> _RECORDS FOR THIS EXERCISE_:
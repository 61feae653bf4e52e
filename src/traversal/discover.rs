//! Project and compilation-unit discovery

use crate::config::ScanConfig;
use crate::error::{ScanError, ScanResult};
use ignore::WalkBuilder;
use std::fs;
use std::path::{Path, PathBuf};
use tracing::{debug, warn};

/// A directory of compilation units scanned as one project
#[derive(Debug, Clone, PartialEq, Eq)]
pub struct Project {
    /// Directory name, used in output file names and issue components
    pub name: String,
    pub root: PathBuf,
}

/// List the projects under `root`, sorted by name.
///
/// Each immediate subdirectory is a project; files directly under `root`
/// belong to none. With `single_project` the root itself is the only
/// project. Directories in `ignore_dirs` (such as the output directory)
/// are never projects.
pub fn discover_projects(
    root: &Path,
    single_project: bool,
    config: &ScanConfig,
    ignore_dirs: &[PathBuf],
) -> ScanResult<Vec<Project>> {
    if !root.is_dir() {
        return Err(ScanError::MissingRoot {
            path: root.to_path_buf(),
        });
    }

    if single_project {
        return Ok(vec![Project {
            name: directory_name(root),
            root: root.to_path_buf(),
        }]);
    }

    let ignored: Vec<PathBuf> = ignore_dirs
        .iter()
        .filter_map(|d| fs::canonicalize(d).ok())
        .collect();

    let entries = fs::read_dir(root).map_err(|e| ScanError::unreadable(root, e))?;
    let mut projects: Vec<Project> = entries
        .filter_map(|entry| entry.ok())
        .filter(|entry| entry.path().is_dir())
        .filter_map(|entry| {
            let name = entry.file_name().to_string_lossy().into_owned();
            if config.scan.skip_hidden && name.starts_with('.') {
                return None;
            }
            let path = entry.path();
            let is_ignored = fs::canonicalize(&path)
                .map(|canon| ignored.contains(&canon))
                .unwrap_or(false);
            if is_ignored {
                debug!("Not treating {} as a project", path.display());
                return None;
            }
            Some(Project { name, root: path })
        })
        .collect();

    projects.sort_by(|a, b| a.name.cmp(&b.name));
    Ok(projects)
}

/// Collect the compilation units of one project, sorted by path
pub fn collect_source_files(project: &Project, config: &ScanConfig) -> Vec<PathBuf> {
    let scan = &config.scan;
    let mut builder = WalkBuilder::new(&project.root);
    builder
        .hidden(scan.skip_hidden)
        .git_ignore(scan.respect_gitignore)
        .git_global(scan.respect_gitignore)
        .git_exclude(scan.respect_gitignore)
        .ignore(scan.respect_gitignore)
        .parents(scan.respect_gitignore)
        .require_git(false);

    let mut files = Vec::new();
    for entry in builder.build() {
        let entry = match entry {
            Ok(entry) => entry,
            Err(e) => {
                warn!("Skipping unreadable directory entry: {}", e);
                continue;
            }
        };
        let path = entry.path();
        if !entry.file_type().map(|t| t.is_file()).unwrap_or(false) {
            continue;
        }
        let matches_ext = path
            .extension()
            .and_then(|e| e.to_str())
            .map(|ext| ext == scan.extension)
            .unwrap_or(false);
        if !matches_ext {
            continue;
        }

        let relative = path.strip_prefix(&project.root).unwrap_or(path);
        if config.should_exclude(relative) {
            debug!("Excluded {}", path.display());
            continue;
        }
        files.push(path.to_path_buf());
    }

    files.sort();
    files
}

fn directory_name(path: &Path) -> String {
    // "." and ".." have no file name of their own
    path.file_name()
        .map(|n| n.to_os_string())
        .or_else(|| fs::canonicalize(path).ok()?.file_name().map(|n| n.to_os_string()))
        .map(|n| n.to_string_lossy().into_owned())
        .unwrap_or_else(|| "project".to_string())
}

> _ACTIVITY_:
Please state the number of lines in the listing that include the word "under", with no other words.

> _EXPECTED ANSWER_:
2